If you want to know the secret of how to make white wine, learn to pick the right grapes. The grapes must be picked at their peak of flavor and ripeness. Any variance to this will create a change in the taste of the wine. These next few steps will show how to test the grapes.
Recipe for white wine:
- 1 gallon crushed grapes. (Greenish grapes. The color of white whine comes from the fermentation process.)
- 5 pounds sugar
- 1 gallon of water
- 1/8 teaspoon of wine yeast.
- Campden tablets
- Tartaric acid.
- Mash up a handful of the selected grapes. Take a handful of the grapes you intend to use and mash them up.
- Strain the juice from the grapes. Strain the juice from the mashed up handful and test with a hydrometer. This device can be found at almost any wine making supply store. The target is a sugar density of 22 brix. This equivocates to about an eleven percent alcohol level and optimum flavor.
- Taste the grapes. The grapes chosen should have a ripe, sweetly flavor with a slight tartness to them.
Once you have found the grapes you want to use it is time to start making wine.

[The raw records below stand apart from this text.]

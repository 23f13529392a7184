//! Pure calculation functions for image dimensions and size deltas.
//!
//! All functions here are pure and testable without any I/O or images.
//! Arithmetic is done in `u64` integers so flooring is exact; the planner
//! never rejects degenerate results (a 1px source halves to 0px), that is
//! left to the rasterizer.

use super::params::{CompressionSettings, ResizeMode};

/// Calculate target dimensions for a source image under the given settings.
///
/// # Arguments
/// * `original` - Intrinsic source dimensions (width, height)
/// * `settings` - Resize mode and optional custom width/height
///
/// # Returns
/// * `(width, height)` - Target dimensions, floored
///
/// # Examples
/// ```
/// # use imgsquash::imaging::{plan_dimensions, CompressionSettings, ResizeMode};
/// let half = CompressionSettings { resize: ResizeMode::Half, ..Default::default() };
/// assert_eq!(plan_dimensions((101, 50), &half), (50, 25));
///
/// // Only a custom width: height follows the source aspect ratio
/// let custom = CompressionSettings {
///     resize: ResizeMode::Custom,
///     width: Some(300),
///     ..Default::default()
/// };
/// assert_eq!(plan_dimensions((400, 200), &custom), (300, 150));
/// ```
pub fn plan_dimensions(original: (u32, u32), settings: &CompressionSettings) -> (u32, u32) {
    let (orig_w, orig_h) = original;

    match settings.resize {
        ResizeMode::Original => original,
        ResizeMode::Half => (scale(orig_w, 1, 2), scale(orig_h, 1, 2)),
        ResizeMode::ThreeQuarters => (scale(orig_w, 3, 4), scale(orig_h, 3, 4)),
        ResizeMode::Custom => match (settings.width, settings.height) {
            (Some(w), Some(h)) => (w, h),
            (Some(w), None) => (w, scale(orig_h, w, orig_w)),
            (None, Some(h)) => (scale(orig_w, h, orig_h), h),
            (None, None) => original,
        },
    }
}

/// `floor(value * num / den)`, saturating at `u32::MAX`. A zero denominator yields 0.
fn scale(value: u32, num: u32, den: u32) -> u32 {
    (value as u64 * num as u64)
        .checked_div(den as u64)
        .map(|v| u32::try_from(v).unwrap_or(u32::MAX))
        .unwrap_or(0)
}

/// Percentage of the original size saved by the compressed output.
///
/// `round((original - compressed) / original * 100)`, rounding halves toward
/// positive infinity. Positive means the output shrank, negative means it grew.
/// An empty original reports 0.
pub fn percent_change(original: u64, compressed: u64) -> i64 {
    if original == 0 {
        return 0;
    }
    let delta = original as f64 - compressed as f64;
    (delta * 100.0 / original as f64 + 0.5).floor() as i64
}

/// Direction and magnitude of a size change, as reported to the user.
#[derive(Debug, Clone, Copy, PartialEq, Eq)]
pub enum SizeChange {
    /// Output is smaller by this many percent.
    Smaller(u32),
    /// Output is larger by this many percent.
    Larger(u32),
    /// Rounded change is zero.
    Same,
}

impl SizeChange {
    pub fn from_sizes(original: u64, compressed: u64) -> Self {
        Self::from_percent(percent_change(original, compressed))
    }

    pub fn from_percent(percent: i64) -> Self {
        let magnitude = u32::try_from(percent.unsigned_abs()).unwrap_or(u32::MAX);
        match percent.signum() {
            1 => SizeChange::Smaller(magnitude),
            -1 => SizeChange::Larger(magnitude),
            _ => SizeChange::Same,
        }
    }
}

impl std::fmt::Display for SizeChange {
    fn fmt(&self, f: &mut std::fmt::Formatter<'_>) -> std::fmt::Result {
        match self {
            SizeChange::Smaller(p) => write!(f, "{p}% smaller"),
            SizeChange::Larger(p) => write!(f, "{p}% larger"),
            SizeChange::Same => f.write_str("same size"),
        }
    }
}
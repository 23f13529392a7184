//! Parameter types for image operations.
//!
//! These types describe *what* to do, not *how* to do it. They are the
//! interface between the [`pipeline`](crate::pipeline) (which decides what each
//! output should look like) and the [`backend`](super::backend) (which does the
//! actual pixel work). Keeping them separate lets tests swap in a mock backend
//! without touching planning logic.
//!
//! ## Types
//!
//! - [`Quality`]: lossy encoding quality (1–100, default 80). Clamped on construction.
//! - [`QualityHint`]: the normalized `[0, 1]` form handed to encoders.
//! - [`ResizeMode`]: named policy for target-dimension computation.
//! - [`OutputFormat`]: requested output media type, or "keep the input's".
//! - [`CompressionSettings`]: the snapshot captured once per batch run.

use serde::{Deserialize, Serialize};
use std::fmt;

/// Quality setting for lossy image encoding (1-100).
#[derive(Debug, Clone, Copy, PartialEq, Eq, Serialize, Deserialize)]
#[serde(try_from = "u32", into = "u32")]
pub struct Quality(u32);

impl Quality {
    pub fn new(value: u32) -> Self {
        Self(value.clamp(1, 100))
    }

    pub fn value(self) -> u32 {
        self.0
    }

    /// Normalized encoder hint: `quality / 100`.
    pub fn hint(self) -> QualityHint {
        QualityHint::new(self.0 as f32 / 100.0)
    }
}

impl Default for Quality {
    fn default() -> Self {
        Self(80)
    }
}

impl TryFrom<u32> for Quality {
    type Error = String;

    fn try_from(value: u32) -> Result<Self, Self::Error> {
        if (1..=100).contains(&value) {
            Ok(Self(value))
        } else {
            Err(format!("quality must be 1-100, got {value}"))
        }
    }
}

impl From<Quality> for u32 {
    fn from(q: Quality) -> Self {
        q.0
    }
}

/// Encoder quality hint in `[0, 1]`. Lossless encoders ignore it.
#[derive(Debug, Clone, Copy, PartialEq)]
pub struct QualityHint(f32);

impl QualityHint {
    pub fn new(value: f32) -> Self {
        Self(value.clamp(0.0, 1.0))
    }

    pub fn value(self) -> f32 {
        self.0
    }

    /// Scale back to the 1–100 range most encoders expect.
    pub fn as_percent(self) -> u8 {
        (self.0 * 100.0).round().clamp(1.0, 100.0) as u8
    }
}

/// How target dimensions are derived from the source dimensions.
#[derive(Debug, Clone, Copy, Default, PartialEq, Eq, Serialize, Deserialize, clap::ValueEnum)]
#[serde(rename_all = "kebab-case")]
pub enum ResizeMode {
    #[default]
    Original,
    #[serde(alias = "50")]
    #[value(alias = "50")]
    Half,
    #[serde(alias = "75")]
    #[value(alias = "75")]
    ThreeQuarters,
    Custom,
}

impl fmt::Display for ResizeMode {
    fn fmt(&self, f: &mut fmt::Formatter<'_>) -> fmt::Result {
        let s = match self {
            ResizeMode::Original => "original",
            ResizeMode::Half => "half",
            ResizeMode::ThreeQuarters => "three-quarters",
            ResizeMode::Custom => "custom",
        };
        f.write_str(s)
    }
}

/// Requested output format.
#[derive(Debug, Clone, Copy, Default, PartialEq, Eq, Serialize, Deserialize, clap::ValueEnum)]
#[serde(rename_all = "kebab-case")]
pub enum OutputFormat {
    /// Keep the input's declared media type.
    #[default]
    Original,
    Jpeg,
    Png,
    Webp,
}

impl OutputFormat {
    /// Resolve to a concrete media type, falling back to the input's own.
    pub fn resolve<'a>(self, original: &'a str) -> &'a str {
        match self {
            OutputFormat::Original => original,
            OutputFormat::Jpeg => "image/jpeg",
            OutputFormat::Png => "image/png",
            OutputFormat::Webp => "image/webp",
        }
    }
}

impl fmt::Display for OutputFormat {
    fn fmt(&self, f: &mut fmt::Formatter<'_>) -> fmt::Result {
        let s = match self {
            OutputFormat::Original => "original",
            OutputFormat::Jpeg => "jpeg",
            OutputFormat::Png => "png",
            OutputFormat::Webp => "webp",
        };
        f.write_str(s)
    }
}

/// Settings captured once per batch run.
///
/// `width`/`height` only matter when `resize` is [`ResizeMode::Custom`].
#[derive(Debug, Clone, Default, PartialEq, Eq, Serialize, Deserialize)]
#[serde(default, deny_unknown_fields)]
pub struct CompressionSettings {
    pub quality: Quality,
    pub resize: ResizeMode,
    #[serde(skip_serializing_if = "Option::is_none")]
    pub width: Option<u32>,
    #[serde(skip_serializing_if = "Option::is_none")]
    pub height: Option<u32>,
    pub format: OutputFormat,
}
//! Numeric/textual conversion helpers
//!
//! JavaScript number formatting (ES2017 7.1.12.1), radix expansion with
//! round-trip precision, and string-to-number parsing.

/// ToString(Number): shortest decimal digits laid out per the spec's
/// positional/exponential rules.
pub fn number_to_string(n: f64) -> String {
    if n.is_nan() {
        return "NaN".into();
    }
    if n == 0.0 {
        return "0".into();
    }
    if n < 0.0 {
        return format!("-{}", number_to_string(-n));
    }
    if n.is_infinite() {
        return "Infinity".into();
    }

    // Shortest round-trip digits via the exponential formatter:
    // "d.dddde±x" -> digit string + decimal exponent.
    let exp_form = format!("{:e}", n);
    let (mantissa, exp) = exp_form
        .split_once('e')
        .expect("exponential form always contains e");
    let exp: i32 = exp.parse().expect("exponent is an integer");
    let digits: String = mantissa.chars().filter(|c| *c != '.').collect();
    let k = digits.len() as i32;
    // Position of the decimal point relative to the digit string.
    let point = exp + 1;

    if k <= point && point <= 21 {
        let mut out = digits;
        out.extend(std::iter::repeat('0').take((point - k) as usize));
        out
    } else if 0 < point && point <= 21 {
        format!("{}.{}", &digits[..point as usize], &digits[point as usize..])
    } else if -6 < point && point <= 0 {
        let zeros: String = std::iter::repeat('0').take((-point) as usize).collect();
        format!("0.{}{}", zeros, digits)
    } else if k == 1 {
        format!("{}e{}{}", digits, if point > 0 { "+" } else { "-" }, (point - 1).abs())
    } else {
        format!(
            "{}.{}e{}{}",
            &digits[..1],
            &digits[1..],
            if point > 0 { "+" } else { "-" },
            (point - 1).abs()
        )
    }
}

const DIGITS: &[u8; 36] = b"0123456789abcdefghijklmnopqrstuvwxyz";

/// Distance to the next representable double, used to stop emitting
/// fraction digits once they can no longer affect a round trip.
fn ulp(x: f64) -> f64 {
    if x == 0.0 {
        return f64::MIN_POSITIVE;
    }
    let bits = x.abs().to_bits();
    f64::from_bits(bits + 1) - x.abs()
}

/// Radix-r expansion of a double with exactly enough fraction digits to
/// round-trip.
pub fn number_to_string_radix(n: f64, radix: u32) -> String {
    debug_assert!((2..=36).contains(&radix));
    if n.is_nan() {
        return "NaN".into();
    }
    if n == 0.0 {
        return "0".into();
    }
    if n.is_infinite() {
        return if n > 0.0 { "Infinity".into() } else { "-Infinity".into() };
    }
    if n < 0.0 {
        return format!("-{}", number_to_string_radix(-n, radix));
    }

    let r = radix as f64;
    let mut integer = n.trunc();
    let mut fraction = n - integer;

    let mut int_digits: Vec<u8> = Vec::new();
    if integer == 0.0 {
        int_digits.push(b'0');
    }
    while integer >= 1.0 {
        let digit = (integer % r) as usize;
        int_digits.push(DIGITS[digit]);
        integer = (integer / r).trunc();
    }
    int_digits.reverse();

    if fraction == 0.0 {
        return String::from_utf8(int_digits).expect("radix digits are ASCII");
    }

    // Emit fraction digits until the remaining error cannot affect a
    // round trip, then round the final digit to nearest.
    let mut delta = (0.5 * ulp(n)).max(f64::MIN_POSITIVE);
    let mut frac_digits: Vec<usize> = Vec::new();
    loop {
        fraction *= r;
        delta *= r;
        let mut digit = fraction.trunc() as usize;
        fraction -= digit as f64;
        if fraction < delta || frac_digits.len() >= 1100 {
            if fraction >= 0.5 {
                digit += 1;
            }
            frac_digits.push(digit);
            break;
        }
        frac_digits.push(digit);
    }
    // Propagate a possible carry out of the last digit.
    let mut i = frac_digits.len();
    while i > 0 && frac_digits[i - 1] == radix as usize {
        frac_digits[i - 1] = 0;
        if i == 1 {
            carry_integer(&mut int_digits, radix);
        } else {
            frac_digits[i - 2] += 1;
        }
        i -= 1;
    }
    while frac_digits.last() == Some(&0) {
        frac_digits.pop();
    }

    let mut out = String::from_utf8(int_digits).expect("radix digits are ASCII");
    if !frac_digits.is_empty() {
        out.push('.');
        for d in frac_digits {
            out.push(DIGITS[d] as char);
        }
    }
    out
}

fn carry_integer(digits: &mut Vec<u8>, radix: u32) {
    let mut i = digits.len();
    loop {
        if i == 0 {
            digits.insert(0, b'1');
            return;
        }
        i -= 1;
        if digits[i] == DIGITS[radix as usize - 1] {
            digits[i] = b'0';
        } else {
            let pos = DIGITS.iter().position(|&d| d == digits[i]).expect("digit");
            digits[i] = DIGITS[pos + 1];
            return;
        }
    }
}

fn is_js_whitespace(c: char) -> bool {
    c.is_whitespace() || c == '\u{FEFF}'
}

/// ToNumber(String): the JS numeric-string grammar, including the
/// binary/octal/hex forms and infinities.
pub fn string_to_number(s: &str) -> f64 {
    let t = s.trim_matches(is_js_whitespace);
    if t.is_empty() {
        return 0.0;
    }
    if let Some(hex) = t.strip_prefix("0x").or_else(|| t.strip_prefix("0X")) {
        return match u128::from_str_radix(hex, 16) {
            Ok(v) => v as f64,
            Err(_) => parse_radix_big(hex, 16).unwrap_or(f64::NAN),
        };
    }
    if let Some(oct) = t.strip_prefix("0o").or_else(|| t.strip_prefix("0O")) {
        return match u128::from_str_radix(oct, 8) {
            Ok(v) => v as f64,
            Err(_) => parse_radix_big(oct, 8).unwrap_or(f64::NAN),
        };
    }
    if let Some(bin) = t.strip_prefix("0b").or_else(|| t.strip_prefix("0B")) {
        return match u128::from_str_radix(bin, 2) {
            Ok(v) => v as f64,
            Err(_) => parse_radix_big(bin, 2).unwrap_or(f64::NAN),
        };
    }
    let (sign, body) = match t.strip_prefix('-') {
        Some(rest) => (-1.0, rest),
        None => (1.0, t.strip_prefix('+').unwrap_or(t)),
    };
    if body == "Infinity" {
        return sign * f64::INFINITY;
    }
    if !is_decimal_literal(body) {
        return f64::NAN;
    }
    body.parse::<f64>().map(|v| sign * v).unwrap_or(f64::NAN)
}

/// Digits-only radix parse that tolerates overflow by accumulating in
/// floating point.
fn parse_radix_big(s: &str, radix: u32) -> Option<f64> {
    if s.is_empty() {
        return None;
    }
    let mut acc = 0.0f64;
    for c in s.chars() {
        let d = c.to_digit(radix)?;
        acc = acc * radix as f64 + d as f64;
    }
    Some(acc)
}

/// StrDecimalLiteral without sign: digits [. digits] [exponent] or
/// . digits [exponent].
fn is_decimal_literal(s: &str) -> bool {
    let bytes = s.as_bytes();
    let mut i = 0;
    let mut any_digits = false;
    while i < bytes.len() && bytes[i].is_ascii_digit() {
        i += 1;
        any_digits = true;
    }
    if i < bytes.len() && bytes[i] == b'.' {
        i += 1;
        while i < bytes.len() && bytes[i].is_ascii_digit() {
            i += 1;
            any_digits = true;
        }
    }
    if !any_digits {
        return false;
    }
    if i < bytes.len() && (bytes[i] == b'e' || bytes[i] == b'E') {
        i += 1;
        if i < bytes.len() && (bytes[i] == b'+' || bytes[i] == b'-') {
            i += 1;
        }
        if i >= bytes.len() || !bytes[i].is_ascii_digit() {
            return false;
        }
        while i < bytes.len() && bytes[i].is_ascii_digit() {
            i += 1;
        }
    }
    i == bytes.len()
}

/// parseInt: sign, optional 0x under radix 16/0, then the longest digit
/// prefix in the given radix.
pub fn parse_int_str(s: &str, radix: i32) -> f64 {
    let t = s.trim_start_matches(is_js_whitespace);
    let (sign, mut body) = match t.strip_prefix('-') {
        Some(rest) => (-1.0, rest),
        None => (1.0, t.strip_prefix('+').unwrap_or(t)),
    };
    let mut radix = radix;
    if radix == 0 {
        radix = 10;
        if body.starts_with("0x") || body.starts_with("0X") {
            radix = 16;
        }
    }
    if !(2..=36).contains(&radix) {
        return f64::NAN;
    }
    if radix == 16 && (body.starts_with("0x") || body.starts_with("0X")) {
        body = &body[2..];
    }
    let mut acc = 0.0f64;
    let mut any = false;
    for c in body.chars() {
        match c.to_digit(radix as u32) {
            Some(d) => {
                acc = acc * radix as f64 + d as f64;
                any = true;
            }
            None => break,
        }
    }
    if !any {
        return f64::NAN;
    }
    sign * acc
}

/// parseFloat: the longest decimal-literal prefix, or Infinity.
pub fn parse_float_str(s: &str) -> f64 {
    let t = s.trim_start_matches(is_js_whitespace);
    let (sign, body) = match t.strip_prefix('-') {
        Some(rest) => (-1.0, rest),
        None => (1.0, t.strip_prefix('+').unwrap_or(t)),
    };
    if body.starts_with("Infinity") {
        return sign * f64::INFINITY;
    }
    // Find the longest valid prefix.
    let mut end = 0;
    for i in (1..=body.len()).rev() {
        if body.is_char_boundary(i) && is_decimal_literal(&body[..i]) {
            end = i;
            break;
        }
    }
    if end == 0 {
        return f64::NAN;
    }
    body[..end].parse::<f64>().map(|v| sign * v).unwrap_or(f64::NAN)
}

#[cfg(test)]
mod tests {
    use super::*;

    #[test]
    fn decimal_formatting() {
        assert_eq!(number_to_string(0.0), "0");
        assert_eq!(number_to_string(-0.0), "0");
        assert_eq!(number_to_string(1.0), "1");
        assert_eq!(number_to_string(-1.5), "-1.5");
        assert_eq!(number_to_string(0.5), "0.5");
        assert_eq!(number_to_string(123456.789), "123456.789");
        assert_eq!(number_to_string(f64::NAN), "NaN");
        assert_eq!(number_to_string(f64::INFINITY), "Infinity");
    }

    #[test]
    fn exponential_layout_boundaries() {
        assert_eq!(number_to_string(1e21), "1e+21");
        assert_eq!(number_to_string(1e20), "100000000000000000000");
        assert_eq!(number_to_string(1e-6), "0.000001");
        assert_eq!(number_to_string(1e-7), "1e-7");
        assert_eq!(number_to_string(1.5e-7), "1.5e-7");
    }

    #[test]
    fn formatting_round_trips() {
        for &v in &[0.1, 1.0 / 3.0, 1234.5678, 9007199254740991.0, 5e-324] {
            let text = number_to_string(v);
            assert_eq!(text.parse::<f64>().unwrap(), v, "{}", text);
        }
    }

    #[test]
    fn radix_integers() {
        assert_eq!(number_to_string_radix(255.0, 16), "ff");
        assert_eq!(number_to_string_radix(8.0, 2), "1000");
        assert_eq!(number_to_string_radix(-35.0, 36), "-z");
        assert_eq!(number_to_string_radix(0.0, 8), "0");
    }

    #[test]
    fn radix_fractions_round_trip() {
        // 0.5 in binary is exact.
        assert_eq!(number_to_string_radix(0.5, 2), "0.1");
        assert_eq!(number_to_string_radix(0.25, 2), "0.01");
        // parseInt-style round trip for safe integers.
        for &n in &[1.0, 12345.0, 987654321.0] {
            for radix in [2u32, 8, 16, 36] {
                let text = number_to_string_radix(n, radix);
                assert_eq!(parse_int_str(&text, radix as i32), n);
            }
        }
    }

    #[test]
    fn string_parsing() {
        assert_eq!(string_to_number("  42  "), 42.0);
        assert_eq!(string_to_number(""), 0.0);
        assert_eq!(string_to_number("0x10"), 16.0);
        assert_eq!(string_to_number("0b101"), 5.0);
        assert_eq!(string_to_number("-Infinity"), f64::NEG_INFINITY);
        assert!(string_to_number("12abc").is_nan());
        assert!(string_to_number("inf").is_nan());
        assert_eq!(string_to_number("1.5e2"), 150.0);
        assert_eq!(string_to_number(".5"), 0.5);
    }

    #[test]
    fn parse_int_behavior() {
        assert_eq!(parse_int_str("42px", 10), 42.0);
        assert_eq!(parse_int_str("0x1f", 0), 31.0);
        assert_eq!(parse_int_str("  -10  ", 10), -10.0);
        assert_eq!(parse_int_str("z", 36), 35.0);
        assert!(parse_int_str("", 10).is_nan());
        assert!(parse_int_str("10", 1).is_nan());
    }

    #[test]
    fn parse_float_behavior() {
        assert_eq!(parse_float_str("3.14yes"), 3.14);
        assert_eq!(parse_float_str("Infinity!"), f64::INFINITY);
        assert!(parse_float_str("abc").is_nan());
        assert_eq!(parse_float_str("  .5"), 0.5);
    }
}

- Cleaning the grapes. Make sure all debris, bugs and stems have been removed from the grapes and rinse thoroughly with water. Remove any over-ripe or damaged grapes.
- Press the grapes. Once the grapes have been cleaned the juice will need to be pressed out of them. This can be done with a wine press, clean mesh bags, or even clean Wellington boots. If you intend to make your own wine for a while it may be worth the money to purchase a press. Otherwise clean mesh bags will work. Place the grapes in the bag and squeeze and press the juices out of the grapes.
- Dissolve the yeast. Allow the yeast to dissolve in a cup of warm water.
- Add additional ingredients. Using a fermentation tank or oak barrel, add the sugar, Tartaric Acid, and yeast to the mixture. You can use the recipe above or create your own to taste.
- Add the crushed Campden tablets. Add one crushed Campden tablet to the mixture. This slows the growth of the yeast for a better tasting wine.
- Allow the mixture to cool and ferment. The mixture should remain at a temperature of 70 degrees or below for seven to ten days. Drain the juice into a jug with an airlock cap. This will allow gases from fermentation to escape while not allowing oxygen into the wine.
- Continue fermenting for another six weeks. Allow the wine to continue fermenting for another six weeks or so. When the bubbles cease the sugar is all gone and the yeast has expired. It is not drinkable yet but you can bottle and cork the wine at this point.
- Store for about six months. Store the wine for about six months to complete fermentation and age properly. Storing the wine on its side keeps the corks from drying out.
The longer the aging process, the better the wine will taste. Patience truly is a virtue at this point. Once the aging process is complete you may uncork a bottle and test.